In sum, it just makes good practical sense to form all limited liability companies as manager-managed companies, even in those instances where the company will initially be managed by all of its members. If the members later desire to change the management structure, it will be much easier to do if the company was set up as a manager-managed company.

[1]See Cal. Corp. Code §§ 17702.01(b)(5), 17704.07 (a limited liability company is a member-managed company unless the articles of organization contain a statement to the effect that the company is to be manager-managed); Del. Code Ann. tit. 6, § 18-402 (unless otherwise provided in a limited liability company agreement, the management of the company shall be vested in its members in proportion to their ownership interests); N.Y. Ltd. Liab. Co. Law §§ 401(a), 408(a) (the management of the company is vested in its members unless the articles of organization provide otherwise).

[2]See Cal. Corp. Code § 17702.02 (amendment or restatement of articles of organization); N.Y. Ltd. Liab. Co. Law §§ 211 (amendment of articles of organization); 214 (restated articles of organization).

[3]See Del. Code Ann. tit. 6, §§ 18-101(12), 18-401 (a person may be named as a manager of a limited liability company in, or (preferably) designated as a manager pursuant to, the limited liability company agreement).

[4]Compare Cal. Corp. Code § 17704.07(c)(5) (default rules for choosing and removing a manager) and N.Y. Ltd. Liab. Co. Law §§ 413 (election and term of managers), 414 (removal or replacement of managers) with Del. Code Ann. tit. 6, § 18-402 (in a manager-managed company, the manager “shall be chosen in the manner provided in the limited liability company agreement”).

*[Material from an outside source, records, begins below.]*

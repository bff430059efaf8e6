//! A complete assignment of jobs to machines.

use super::machine::Machine;
use super::problem::{Cost, Problem};
use crate::error::SolutionError;
use tracing::debug;

/// How machine costs are aggregated into the solution cost.
#[derive(Debug, Clone, Copy, PartialEq, Eq, Hash, Default)]
#[cfg_attr(feature = "serde", derive(serde::Serialize, serde::Deserialize))]
pub enum Objective {
    /// Maximum machine cost.
    #[default]
    Makespan,
    /// Sum of machine costs.
    TotalCost,
}

/// An assignment of every job to exactly one position on one machine.
///
/// Machines are addressed by their id, which is also their index. The
/// aggregate cost and the makespan machine are refreshed by
/// [`Solution::recompute_cost`], which every move calls after mutating.
///
/// # Examples
///
/// ```
/// use u_upmsp::model::{Objective, Problem, Solution};
///
/// let problem = Problem::with_shared_setup(
///     vec![vec![4, 2, 3], vec![1, 5, 2]],
///     vec![vec![0, 1, 2], vec![1, 0, 1], vec![2, 1, 0]],
/// )
/// .unwrap();
/// let solution =
///     Solution::from_assignment(&problem, Objective::Makespan, vec![vec![1], vec![0, 2]]).unwrap();
/// assert_eq!(solution.machine(0).cost(), 2);
/// assert_eq!(solution.machine(1).cost(), 1 + 2 + 2);
/// assert_eq!(solution.cost(), 5);
/// assert_eq!(solution.makespan_machine(), 1);
/// ```
#[derive(Debug, Clone, PartialEq, Eq)]
#[cfg_attr(feature = "serde", derive(serde::Serialize, serde::Deserialize))]
pub struct Solution {
    machines: Vec<Machine>,
    objective: Objective,
    cost: Cost,
    makespan_machine: usize,
}

impl Solution {
    /// Builds a solution from one job sequence per machine.
    ///
    /// Every job of `problem` must appear exactly once.
    pub fn from_assignment(
        problem: &Problem,
        objective: Objective,
        assignment: Vec<Vec<usize>>,
    ) -> Result<Self, SolutionError> {
        if assignment.len() != problem.n_machines() {
            return Err(SolutionError::MachineCount {
                expected: problem.n_machines(),
                found: assignment.len(),
            });
        }
        check_conservation(problem, assignment.iter().map(Vec::as_slice))?;

        let machines = assignment
            .into_iter()
            .enumerate()
            .map(|(id, jobs)| Machine::with_jobs(problem, id, jobs))
            .collect();
        let mut solution = Self {
            machines,
            objective,
            cost: 0,
            makespan_machine: 0,
        };
        solution.recompute_cost();

        debug!(
            machines = solution.n_machines(),
            jobs = problem.n_jobs(),
            cost = solution.cost,
            "built solution"
        );
        Ok(solution)
    }

    #[inline]
    pub fn machines(&self) -> &[Machine] {
        &self.machines
    }

    #[inline]
    pub fn machine(&self, id: usize) -> &Machine {
        &self.machines[id]
    }

    #[inline]
    pub(crate) fn machine_mut(&mut self, id: usize) -> &mut Machine {
        &mut self.machines[id]
    }

    #[inline]
    pub fn n_machines(&self) -> usize {
        self.machines.len()
    }

    #[inline]
    pub fn objective(&self) -> Objective {
        self.objective
    }

    /// Aggregate cost as of the last [`Solution::recompute_cost`].
    #[inline]
    pub fn cost(&self) -> Cost {
        self.cost
    }

    /// Id of the machine with the highest cost (lowest id on ties).
    #[inline]
    pub fn makespan_machine(&self) -> usize {
        self.makespan_machine
    }

    /// The machine with the highest cost (lowest id on ties).
    #[inline]
    pub fn bottleneck_machine(&self) -> &Machine {
        &self.machines[self.makespan_machine]
    }

    /// Number of machines holding at least one job.
    pub fn non_empty_machines(&self) -> usize {
        self.machines.iter().filter(|m| !m.is_empty()).count()
    }

    /// Id of the machine holding `job`, if any.
    pub fn machine_of(&self, job: usize) -> Option<usize> {
        self.machines
            .iter()
            .position(|m| m.jobs().contains(&job))
    }

    /// Re-aggregates the cached machine costs and refreshes the makespan
    /// machine.
    pub fn recompute_cost(&mut self) {
        let (makespan_machine, max) = bottleneck(self.machines.iter().map(Machine::cost));
        self.makespan_machine = makespan_machine;
        self.cost = match self.objective {
            Objective::Makespan => max,
            Objective::TotalCost => self.machines.iter().map(Machine::cost).sum(),
        };
    }

    /// Checks every invariant against a from-scratch recomputation: each job
    /// assigned exactly once, cached machine costs, aggregate cost and
    /// makespan machine.
    pub fn validate(&self, problem: &Problem) -> Result<(), SolutionError> {
        if self.machines.len() != problem.n_machines() {
            return Err(SolutionError::MachineCount {
                expected: problem.n_machines(),
                found: self.machines.len(),
            });
        }
        check_conservation(problem, self.machines.iter().map(Machine::jobs))?;

        let mut actual_costs = Vec::with_capacity(self.machines.len());
        for machine in &self.machines {
            let actual = machine.evaluate(problem);
            if actual != machine.cost() {
                return Err(SolutionError::StaleMachineCost {
                    machine: machine.id(),
                    cached: machine.cost(),
                    actual,
                });
            }
            actual_costs.push(actual);
        }

        let (makespan_machine, max) = bottleneck(actual_costs.iter().copied());
        let actual = match self.objective {
            Objective::Makespan => max,
            Objective::TotalCost => actual_costs.iter().sum(),
        };
        if actual != self.cost {
            return Err(SolutionError::StaleCost {
                cached: self.cost,
                actual,
            });
        }
        if makespan_machine != self.makespan_machine {
            return Err(SolutionError::StaleMakespanMachine {
                cached: self.makespan_machine,
                actual: makespan_machine,
            });
        }
        Ok(())
    }
}

/// Index and value of the first maximum.
fn bottleneck(costs: impl Iterator<Item = Cost>) -> (usize, Cost) {
    let mut best = (0, Cost::MIN);
    for (id, cost) in costs.enumerate() {
        if cost > best.1 {
            best = (id, cost);
        }
    }
    best
}

fn check_conservation<'a>(
    problem: &Problem,
    sequences: impl Iterator<Item = &'a [usize]>,
) -> Result<(), SolutionError> {
    let mut seen = vec![false; problem.n_jobs()];
    for (machine, jobs) in sequences.enumerate() {
        for &job in jobs {
            if job >= problem.n_jobs() {
                return Err(SolutionError::UnknownJob { machine, job });
            }
            if seen[job] {
                return Err(SolutionError::DuplicateJob { job });
            }
            seen[job] = true;
        }
    }
    match seen.iter().position(|&s| !s) {
        Some(job) => Err(SolutionError::MissingJob { job }),
        None => Ok(()),
    }
}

[5]See Del. Code Ann. tit. 6, § 18-402 (“Unless otherwise provided in a limited liability company agreement, each member and manager has the authority to bind the limited liability company.”). In California and New York, by contrast, the default rule is that in a manager-managed company, members who are not managers do not have the authority to bind the company. See Cal. Corp. Code § 17703.01(b)(1) (“If the articles of organization indicate that the limited liability company is a manager-managed limited liability company, … [n]o member acting solely in the capacity of a member is an agent of the limited liability company nor can any member bind or execute any instrument on behalf of the limited liability company.”); N.Y. Ltd. Liab. Co. Law § 412(b)(1) (“If the articles of organization of a limited liability company provide that management shall be vested in one or more managers[,] … no member, solely by reason of being a member, is an agent of the limited liability company for the purpose of its business except to the extent that authority has been delegated to such member by the manager or managers or by the provisions of the operating agreement.”).